Gangs of ransomware attack victims’ stock prices
For example, ransomware gang REvil (Sodinokibi) said last year it was considering adding an automated email script that would contact exchanges like NASDAQ to notify them that companies have been hit by ransomware for their To influence share price.
REvil also searches stolen data after corporate servers are breached to find malicious information that could be used to force its victims to pay the ransom.
Recently, DarkSide ransomware announced that it would be giving inside information about companies trading on NASDAQ or other stock markets to traders looking to short the stock price for a quick profit.
The FBI also shared several cases in which ransomware groups have used internal or public information about ongoing merger or acquisition negotiations to target vulnerable companies:
- At the beginning of 2020, a ransomware player with the nickname “Unknown” published a post in the Russian hacking forum “Exploit”, which called for people to use the NASDAQ exchange to influence the extortion process. Following this release, unidentified ransomware actors negotiating a payment with a victim during a ransomware event in March 2020 stated, “We also determined that you have stocks and see what will happen to your stocks.”
- Between March and July 2020, at least three US publicly traded companies that were actively involved in mergers and acquisitions fell victim to ransomware during their respective negotiations. Of the three pending mergers, two were in private negotiations.
- A November 2020 technical analysis of Pyxie RAT, a remote access trojan that often precedes Defray777 / RansomEXX ransomware infections, found multiple keyword searches on a victim’s network that indicated an interest in the victim’s current and close stock price. These keywords included 10-q1, 10-sb2, n-csr3, nasdaq, marketwired, and Newswire.
- In April 2021, Darkside ransomware4 actors posted a message on their blog site to express their interest in influencing a victim’s stock price. The message reads: “Now our team and our partners are encrypting many companies that are traded on NASDAQ and other exchanges. If the company refuses to pay, we will be ready to provide information prior to publication so that it would be possible to include in the reduction price of the share.
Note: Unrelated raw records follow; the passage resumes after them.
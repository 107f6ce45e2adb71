// SPDX-License-Identifier: BUSL-1.1
// Copyright (c) 2026 Alfred Jean LLC

//! Logging of primitive transitions

use tk_core::SyncEvent;

/// Emit each event at debug level, named like `gate:acquired`
pub(crate) fn log_events(events: &[SyncEvent]) {
    for event in events {
        tracing::debug!(primitive = event.primitive(), details = ?event, "{}", event.name());
    }
}
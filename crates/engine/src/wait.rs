// SPDX-License-Identifier: BUSL-1.1
// Copyright (c) 2026 Alfred Jean LLC

//! Deadline-bounded waiting on a `Notify`

use std::time::Duration;
use tokio::sync::Notify;
use tokio::time::Instant;

/// Far enough out that nothing in a demo will reach it
const FAR_FUTURE: Duration = Duration::from_secs(86400 * 365 * 30);

/// Deadline `timeout` from now, clamped instead of overflowing
pub(crate) fn deadline_after(timeout: Duration) -> Instant {
    let now = Instant::now();
    now.checked_add(timeout).unwrap_or_else(|| now + FAR_FUTURE)
}

/// Retry `attempt` until it yields a value or `deadline` passes.
///
/// Interest in `notify` is registered before each attempt, so a
/// `notify_waiters` racing with the attempt is never missed. All woken
/// waiters retry; there is no hand-over to a particular one.
pub(crate) async fn wait_for<T>(
    notify: &Notify,
    deadline: Instant,
    mut attempt: impl FnMut() -> Option<T>,
) -> Option<T> {
    loop {
        let notified = notify.notified();
        tokio::pin!(notified);
        notified.as_mut().enable();

        if let Some(value) = attempt() {
            return Some(value);
        }
        if tokio::time::timeout_at(deadline, notified).await.is_err() {
            return None;
        }
    }
}
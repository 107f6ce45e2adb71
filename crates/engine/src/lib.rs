// SPDX-License-Identifier: BUSL-1.1
// Copyright (c) 2026 Alfred Jean LLC

// Allow panic!/unwrap/expect in test code
#![cfg_attr(test, allow(clippy::panic))]
#![cfg_attr(test, allow(clippy::unwrap_used))]
#![cfg_attr(test, allow(clippy::expect_used))]

//! taskkit engine: async coordination primitives, roles, periodic jobs and
//! the orchestrator that wires them into demos

mod actuator;
mod channel;
mod error;
mod events;
mod gate;
mod handoff;
pub mod jobs;
mod orchestrator;
mod periodic;
mod role;
pub mod roles;
mod wait;

pub use actuator::{Actuator, ActuatorBank};
pub use channel::{BoundedChannel, RecvError, SendError};
pub use error::EngineError;
pub use gate::{AcquireError, GateGuard, SharedGate};
pub use handoff::{BinaryHandoff, WaitError};
pub use orchestrator::{Orchestrator, RunningDemo};
pub use periodic::{run_periodic, PeriodicJob};
pub use role::{run_forever, CycleReport, Role};
// SPDX-License-Identifier: BUSL-1.1
// Copyright (c) 2026 Alfred Jean LLC

use crate::actuator::Actuator;
use crate::periodic::PeriodicJob;
use tk_adapters::{AdcChannel, DigitalOutput};
use tk_core::signal::LedLevels;

/// Samples a potentiometer and lights red/green/blue by band
pub struct AdcLevelJob<A, O> {
    adc: A,
    red: Actuator<O>,
    green: Actuator<O>,
    blue: Actuator<O>,
    band_width: u16,
}

impl<A: AdcChannel, O: DigitalOutput> AdcLevelJob<A, O> {
    pub fn new(
        adc: A,
        [red, green, blue]: [Actuator<O>; 3],
        band_width: u16,
    ) -> Self {
        Self {
            adc,
            red,
            green,
            blue,
            band_width,
        }
    }
}

impl<A: AdcChannel, O: DigitalOutput> PeriodicJob for AdcLevelJob<A, O> {
    fn name(&self) -> &str {
        "adc-level"
    }

    fn tick(&mut self) {
        let raw = match self.adc.read_raw() {
            Ok(raw) => raw,
            Err(e) => {
                tracing::warn!(channel = self.adc.channel(), error = %e, "sample skipped");
                return;
            }
        };
        tracing::info!(value = raw, "ADC raw value");

        let levels = LedLevels::for_sample(raw, self.band_width);
        self.red.set(levels.red);
        self.green.set(levels.green);
        self.blue.set(levels.blue);
    }
}
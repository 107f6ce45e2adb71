// SPDX-License-Identifier: BUSL-1.1
// Copyright (c) 2026 Alfred Jean LLC

//! Error types for starting and supervising demos

use thiserror::Error;
use tk_core::{ChannelError, ConfigError, Demo};

/// Errors that stop a demo
#[derive(Debug, Error)]
pub enum EngineError {
    #[error("invalid configuration: {0}")]
    Config(#[from] ConfigError),
    #[error("failed to create primitive: {0}")]
    Channel(#[from] ChannelError),
    #[error("a task of demo {0} exited")]
    TaskExited(Demo),
    #[error("task failed: {0}")]
    TaskFailed(String),
}
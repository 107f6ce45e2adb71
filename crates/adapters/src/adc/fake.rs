// SPDX-License-Identifier: BUSL-1.1
// Copyright (c) 2026 Alfred Jean LLC

//! Fake ADC channel for testing
#![cfg_attr(coverage_nightly, coverage(off))]

use super::{AdcChannel, AdcError, ADC_MAX};
use std::collections::VecDeque;
use std::sync::{Arc, Mutex};

#[derive(Debug, Default)]
struct FakeAdcState {
    samples: VecDeque<u16>,
    reads: usize,
}

/// Fake ADC that replays scripted samples, failing once they run out
#[derive(Clone, Debug)]
pub struct FakeAdc {
    channel: u8,
    inner: Arc<Mutex<FakeAdcState>>,
}

impl FakeAdc {
    pub fn new(channel: u8) -> Self {
        Self {
            channel,
            inner: Arc::new(Mutex::new(FakeAdcState::default())),
        }
    }

    /// Queue samples to be returned by subsequent reads
    pub fn push_samples(&self, samples: impl IntoIterator<Item = u16>) {
        self.inner
            .lock()
            .unwrap_or_else(|e| e.into_inner())
            .samples
            .extend(samples);
    }

    /// Number of read attempts so far
    pub fn reads(&self) -> usize {
        self.inner.lock().unwrap_or_else(|e| e.into_inner()).reads
    }
}

impl AdcChannel for FakeAdc {
    fn channel(&self) -> u8 {
        self.channel
    }

    fn read_raw(&self) -> Result<u16, AdcError> {
        let mut inner = self.inner.lock().unwrap_or_else(|e| e.into_inner());
        inner.reads += 1;
        let raw = inner
            .samples
            .pop_front()
            .ok_or(AdcError::NoSample(self.channel))?;
        if raw > ADC_MAX {
            return Err(AdcError::OutOfRange { raw });
        }
        Ok(raw)
    }
}
// SPDX-License-Identifier: BUSL-1.1
// Copyright (c) 2026 Alfred Jean LLC

use crate::actuator::Actuator;
use crate::role::{CycleReport, Role};
use async_trait::async_trait;
use std::time::Duration;
use tk_adapters::DigitalOutput;
use tk_core::RoleId;

/// Low for `half_period`, high for `half_period`, forever
pub struct Blinker<O> {
    pub id: RoleId,
    pub actuator: Actuator<O>,
    pub half_period: Duration,
}

#[async_trait]
impl<O: DigitalOutput> Role for Blinker<O> {
    fn id(&self) -> &RoleId {
        &self.id
    }

    async fn run_cycle(&mut self) -> CycleReport {
        self.actuator.set(false);
        tokio::time::sleep(self.half_period).await;
        self.actuator.set(true);
        tokio::time::sleep(self.half_period).await;
        CycleReport::completed()
    }
}
//! Concrete [`UpdateSource`] backends.

pub mod github;
pub mod local;
pub mod remote;

pub use github::GithubSource;
pub use local::LocalSource;
pub use remote::RemoteSource;

use std::sync::Arc;

use crate::config::{SourceConfig, SourceKind};
use crate::error::{Result, UpdateError};
use crate::update::UpdateSource;

/// Build the source described by `config`.
///
/// # Errors
///
/// Returns [`UpdateError::Config`] when a field the chosen kind needs is missing.
pub fn from_config(config: &SourceConfig) -> Result<Arc<dyn UpdateSource>> {
    match config.kind {
        SourceKind::Github => {
            if config.repo.is_empty() {
                return Err(UpdateError::Config("github source needs a repo".to_owned()));
            }
            Ok(Arc::new(GithubSource::new(&config.repo)))
        }
        SourceKind::Remote => {
            if config.url.is_empty() {
                return Err(UpdateError::Config("remote source needs a url".to_owned()));
            }
            Ok(Arc::new(RemoteSource::new(&config.url)))
        }
        SourceKind::Local => match (&config.asset_path, &config.path) {
            (Some(asset), Some(json)) => Ok(Arc::new(LocalSource::new(asset, json))),
            _ => Err(UpdateError::Config(
                "local source needs path and asset_path".to_owned(),
            )),
        },
    }
}

#[cfg(test)]
mod tests {
    #![allow(clippy::unwrap_used, clippy::expect_used)]

    use super::*;
    use std::path::PathBuf;

    #[test]
    fn builds_each_kind() {
        let github = SourceConfig {
            repo: "keys-pub/app".to_owned(),
            ..Default::default()
        };
        assert_eq!(from_config(&github).unwrap().description(), "github.com/keys-pub/app");

        let remote = SourceConfig {
            kind: SourceKind::Remote,
            url: "https://updates.example.com/app.json".to_owned(),
            ..Default::default()
        };
        assert_eq!(from_config(&remote).unwrap().description(), "Remote");

        let local = SourceConfig {
            kind: SourceKind::Local,
            path: Some(PathBuf::from("update.json")),
            asset_path: Some(PathBuf::from("App.zip")),
            ..Default::default()
        };
        assert_eq!(from_config(&local).unwrap().description(), "Local");
    }

    #[test]
    fn missing_fields_are_config_errors() {
        for kind in [SourceKind::Github, SourceKind::Remote, SourceKind::Local] {
            let config = SourceConfig {
                kind,
                ..Default::default()
            };
            assert!(matches!(from_config(&config), Err(UpdateError::Config(_))));
        }
    }
}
Write to us under ‘Contact’ and we will inform you in detail. “
Paying ransom is not welcome
The FBI says it does not encourage and discourages paying ransomware to ransomware gangs as it is not guaranteed that paying will protect them from data breaches or future attacks.
Paying the ransom motivates the criminals behind ransomware operations to target even more victims and gives more cybercriminals an incentive to follow their example and join them in engaging in illegal activities.
However, the FBI recognizes the damage a ransomware attack can do to a company, as executives may be forced to pay a ransomware actor to protect shareholders, customers, or employees. The FBI strongly recommends reporting such incidents to the local FBI field office.
The FBI also put in place measures to assist system administrators and cybersecurity professionals in protecting networks from attempted ransomware attacks.